Dave Walsh ECI 509-Dr. Setser
5/25/2012

Hi Tom,
I am very interested in your post since we (NC) are switching over to the Common Core next year and the fact that I work in a magnet school in downtown Raleigh. I agree that we need to be more visible and have our high expectations shared with the community and that is one of the missions of my school. We are a museum magnet school who invites the community in for our Gallery Walk- project showcase. One of the big draws of our school is that we offer different and authentic experiences, which is closer to the portfolio model than the high stakes testing, which we still have.
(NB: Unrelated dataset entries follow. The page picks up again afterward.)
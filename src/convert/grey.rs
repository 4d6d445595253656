//! Luma extraction.
//!
//! Companded inputs use BT.601 weights; linear-light inputs use BT.709 weights and are converted
//! back to a companded result. Byte and UQ15 inputs produce [`PixelFormat::Grey8`] with bit-exact
//! fixed-point math; float inputs produce [`PixelFormat::Grey32Float`].

use crate::convert::format::PixelFormat;
use crate::convert::{gamma, line_pixels, read_f32, read_u16, write_f32};
use crate::foundation::error::{ScaleError, ScaleResult};
use crate::foundation::math::{fix15_coef, unfix15_to_byte, unfix15_to_uq15};
use crate::simd::{Lanes, SimdLevel, with_lanes};

const B601: f64 = 0.114;
const G601: f64 = 0.587;
const R601: f64 = 0.299;
const B709: f64 = 0.0722;
const G709: f64 = 0.7152;
const R709: f64 = 0.2126;

const B601_FIX: i64 = fix15_coef(B601) as i64;
const G601_FIX: i64 = fix15_coef(G601) as i64;
const R601_FIX: i64 = fix15_coef(R601) as i64;
const B709_FIX: i64 = fix15_coef(B709) as i64;
const G709_FIX: i64 = fix15_coef(G709) as i64;
const R709_FIX: i64 = fix15_coef(R709) as i64;

#[derive(Clone, Copy, Debug, PartialEq)]
struct Coefs {
    b: f32,
    g: f32,
    r: f32,
}

const BT601: Coefs = Coefs {
    b: B601 as f32,
    g: G601 as f32,
    r: R601 as f32,
};

const BT709: Coefs = Coefs {
    b: B709 as f32,
    g: G709 as f32,
    r: R709 as f32,
};

#[derive(Clone, Copy, Debug, PartialEq)]
enum GreyPath {
    Byte { channels: usize },
    LinearUq15 { channels: usize },
    Float { channels: usize, coefs: Coefs, linear: bool },
    GreyLinearUq15,
    GreyLinearFloat,
}

impl GreyPath {
    fn of(format: PixelFormat) -> ScaleResult<Self> {
        use PixelFormat as F;
        let path = match format {
            F::Bgr24 => Self::Byte { channels: 3 },
            F::Bgrx32 | F::Bgra32 | F::Pbgra32 => Self::Byte { channels: 4 },
            F::Bgr48LinearUq15 => Self::LinearUq15 { channels: 3 },
            F::Pbgra64LinearUq15 => Self::LinearUq15 { channels: 4 },
            F::Bgr96Float => Self::Float {
                channels: 3,
                coefs: BT601,
                linear: false,
            },
            F::Bgrx128Float | F::Bgra128Float | F::Pbgra128Float => Self::Float {
                channels: 4,
                coefs: BT601,
                linear: false,
            },
            F::Bgr96LinearFloat => Self::Float {
                channels: 3,
                coefs: BT709,
                linear: true,
            },
            F::Bgrx128LinearFloat | F::Pbgra128LinearFloat => Self::Float {
                channels: 4,
                coefs: BT709,
                linear: true,
            },
            F::Grey16LinearUq15 => Self::GreyLinearUq15,
            F::Grey32LinearFloat => Self::GreyLinearFloat,
            F::Grey8
            | F::Grey32Float
            | F::Y8
            | F::Cb8
            | F::Cr8
            | F::Cmyk32
            | F::Indexed8 => {
                return Err(ScaleError::unsupported_format(format!(
                    "no luma conversion from {format}"
                )));
            }
        };
        Ok(path)
    }

    fn output(self) -> PixelFormat {
        match self {
            Self::Byte { .. } | Self::LinearUq15 { .. } | Self::GreyLinearUq15 => PixelFormat::Grey8,
            Self::Float { .. } | Self::GreyLinearFloat => PixelFormat::Grey32Float,
        }
    }
}

/// Format-dispatching luma extraction.
#[derive(Clone, Copy, Debug)]
pub struct GreyConverter {
    level: SimdLevel,
}

impl Default for GreyConverter {
    fn default() -> Self {
        Self::new()
    }
}

impl GreyConverter {
    /// Converter using the detected vector width.
    pub fn new() -> Self {
        Self::with_level(SimdLevel::detect())
    }

    /// Converter pinned to a specific vector width.
    pub fn with_level(level: SimdLevel) -> Self {
        Self { level }
    }

    /// Grey format produced for `format`.
    pub fn output_format(format: PixelFormat) -> ScaleResult<PixelFormat> {
        Ok(GreyPath::of(format)?.output())
    }

    /// Convert every whole pixel of `input` (in `format`) into `output`.
    pub fn convert_line(
        &self,
        format: PixelFormat,
        input: &[u8],
        output: &mut [u8],
    ) -> ScaleResult<()> {
        let path = GreyPath::of(format)?;
        let n = line_pixels(
            input,
            format.bytes_per_pixel(),
            output,
            path.output().bytes_per_pixel(),
        )?;
        let input = &input[..n * format.bytes_per_pixel()];

        match path {
            GreyPath::Byte { channels } => luma_byte(input, output, channels),
            GreyPath::LinearUq15 { channels } => luma_uq15(input, output, channels),
            GreyPath::Float {
                channels,
                coefs,
                linear,
            } => with_lanes!(self.level, L => luma_float::<L>(input, output, channels, coefs, linear)),
            GreyPath::GreyLinearUq15 => {
                for (px, out) in input.chunks_exact(2).zip(output.iter_mut()) {
                    *out = gamma::uq15_to_byte(read_u16(px));
                }
            }
            GreyPath::GreyLinearFloat => with_lanes!(self.level, L => sqrt_float::<L>(input, output)),
        }
        Ok(())
    }
}

fn luma_byte(input: &[u8], output: &mut [u8], channels: usize) {
    for (px, out) in input.chunks_exact(channels).zip(output.iter_mut()) {
        let y = i64::from(px[0]) * B601_FIX + i64::from(px[1]) * G601_FIX + i64::from(px[2]) * R601_FIX;
        *out = unfix15_to_byte(y);
    }
}

fn luma_uq15(input: &[u8], output: &mut [u8], channels: usize) {
    for (px, out) in input.chunks_exact(channels * 2).zip(output.iter_mut()) {
        let y = i64::from(read_u16(px)) * B709_FIX
            + i64::from(read_u16(&px[2..])) * G709_FIX
            + i64::from(read_u16(&px[4..])) * R709_FIX;
        *out = gamma::uq15_to_byte(unfix15_to_uq15(y));
    }
}

// The tail runs as a zero-padded vector so every pixel sees the same operation sequence.
fn luma_float<L: Lanes>(
    input: &[u8],
    output: &mut [u8],
    channels: usize,
    coefs: Coefs,
    linear: bool,
) {
    let stride = channels * 4;
    let n = input.len() / stride;
    let lanes = L::LANES;
    let (cb, cg, cr) = (L::splat(coefs.b), L::splat(coefs.g), L::splat(coefs.r));

    let mut b = [0.0f32; 8];
    let mut g = [0.0f32; 8];
    let mut r = [0.0f32; 8];
    let mut y = [0.0f32; 8];

    let mut i = 0;
    while i < n {
        let take = lanes.min(n - i);
        for k in 0..lanes {
            (b[k], g[k], r[k]) = if k < take {
                let px = &input[(i + k) * stride..];
                (read_f32(px), read_f32(&px[4..]), read_f32(&px[8..]))
            } else {
                (0.0, 0.0, 0.0)
            };
        }
        let mut v = L::load(&b) * cb;
        v = v.mul_add_mem(cg, &g);
        v = v.mul_add_mem(cr, &r);
        if linear {
            v = v.max(L::splat(0.0)).sqrt();
        }
        v.store(&mut y);
        for (k, &yk) in y[..take].iter().enumerate() {
            write_f32(&mut output[(i + k) * 4..], yk);
        }
        i += take;
    }
}

fn sqrt_float<L: Lanes>(input: &[u8], output: &mut [u8]) {
    let n = input.len() / 4;
    let lanes = L::LANES;
    let mut buf = [0.0f32; 8];

    let mut i = 0;
    while i + lanes <= n {
        for (k, v) in buf[..lanes].iter_mut().enumerate() {
            *v = read_f32(&input[(i + k) * 4..]);
        }
        L::load(&buf).max(L::splat(0.0)).sqrt().store(&mut buf);
        for (k, &v) in buf[..lanes].iter().enumerate() {
            write_f32(&mut output[(i + k) * 4..], v);
        }
        i += lanes;
    }
    for j in i..n {
        write_f32(&mut output[j * 4..], read_f32(&input[j * 4..]).max(0.0).sqrt());
    }
}

#[cfg(test)]
#[path = "../../tests/unit/convert/grey.rs"]
mod tests;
We try to work in the 3 R’s-(Good Urban Schools article) through performance, technology and building museum exhibits for an authentic audience. We do serve a low-income/high-minority population but we enhance the classroom with study trips, self expression and the ability to interact and show what they know by using more than just tests and quizzes. This enables the kids to have choice and shine in ways they wouldn’t in a traditional setting. This takes extensive professional development and a lot of energy, but it can be very rewarding.